> Instructions for the task: How many lines in the records below contain the word "caption"? Answer with the number only.

Records from a dataset:
//! Image preprocessing for ONNX model inference.
//!
//! Both pretrained models expect:
//! - A fixed square input size (224×224 for the defaults)
//! - RGB channel order
//! - Per-channel normalization: (pixel/255 - mean) / std
//! - NCHW tensor layout [batch, channels, height, width]
//!
//! The normalization constants differ per model, so they are passed in by
//! the caller.

use image::DynamicImage;
use ndarray::Array4;

/// Number of color channels (RGB).
const CHANNELS: usize = 3;

/// CLIP per-channel normalization mean.
pub const CLIP_MEAN: [f32; 3] = [0.481_454_66, 0.457_827_5, 0.408_210_73];

/// CLIP per-channel normalization std.
pub const CLIP_STD: [f32; 3] = [0.268_629_54, 0.261_302_58, 0.275_777_11];

/// ViT caption encoder normalization mean (all channels).
pub const VIT_MEAN: [f32; 3] = [0.5, 0.5, 0.5];

/// ViT caption encoder normalization std (all channels).
pub const VIT_STD: [f32; 3] = [0.5, 0.5, 0.5];

/// Preprocess an image for model inference.
///
/// Resizes to `image_size × image_size`, converts to RGB, normalizes with
/// the given per-channel mean/std, and returns an NCHW tensor suitable for
/// ONNX Runtime.
pub fn preprocess(
    image: &DynamicImage,
    image_size: u32,
    mean: [f32; 3],
    std: [f32; 3],
) -> Array4<f32> {
    let resized = image.resize_exact(
        image_size,
        image_size,
        image::imageops::FilterType::Lanczos3,
    );
    let rgb = resized.to_rgb8();

    let size = image_size as usize;
    let mut tensor = Array4::<f32>::zeros((1, CHANNELS, size, size));

    // Access raw RGB bytes and the tensor slice directly to avoid per-pixel
    // bounds-checking overhead from get_pixel() and 4D ndarray indexing.
    let raw = rgb.as_raw();
    let tensor_data = tensor.as_slice_mut().unwrap();
    for (i, pixel) in raw.chunks_exact(3).enumerate() {
        let y = i / size;
        let x = i % size;
        for (c, &val) in pixel.iter().enumerate() {
            // NCHW layout: offset = c * size * size + y * size + x
            let idx = c * size * size + y * size + x;
            tensor_data[idx] = (val as f32 / 255.0 - mean[c]) / std[c];
        }
    }

    tensor
}

#[cfg(test)]
mod tests {
    use super::*;
    use image::{DynamicImage, RgbImage};

    #[test]
    fn test_preprocess_shape() {
        let img = DynamicImage::ImageRgb8(RgbImage::new(640, 480));
        let tensor = preprocess(&img, 224, VIT_MEAN, VIT_STD);
        assert_eq!(tensor.shape(), &[1, 3, 224, 224]);
    }

    #[test]
    fn test_vit_normalization_range() {
        // White image (255, 255, 255) -> (255/255 - 0.5) / 0.5 = 1.0
        let img =
            DynamicImage::ImageRgb8(RgbImage::from_pixel(10, 10, image::Rgb([255, 255, 255])));
        let tensor = preprocess(&img, 224, VIT_MEAN, VIT_STD);
        let max_val = tensor.iter().cloned().fold(f32::NEG_INFINITY, f32::max);
        assert!((max_val - 1.0).abs() < 0.01);

        // Black image (0, 0, 0) -> (0/255 - 0.5) / 0.5 = -1.0
        let img = DynamicImage::ImageRgb8(RgbImage::from_pixel(10, 10, image::Rgb([0, 0, 0])));
        let tensor = preprocess(&img, 224, VIT_MEAN, VIT_STD);
        let min_val = tensor.iter().cloned().fold(f32::INFINITY, f32::min);
        assert!((min_val - (-1.0)).abs() < 0.01);
    }

    #[test]
    fn test_clip_normalization_uses_per_channel_constants() {
        // Black image: each channel becomes -mean/std, which differs per channel.
        let img = DynamicImage::ImageRgb8(RgbImage::from_pixel(10, 10, image::Rgb([0, 0, 0])));
        let tensor = preprocess(&img, 224, CLIP_MEAN, CLIP_STD);
        let r = tensor[[0, 0, 0, 0]];
        let g = tensor[[0, 1, 0, 0]];
        assert!((r - (-CLIP_MEAN[0] / CLIP_STD[0])).abs() < 1e-5);
        assert!((r - g).abs() > 1e-4);
    }
}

> Expected answer: 2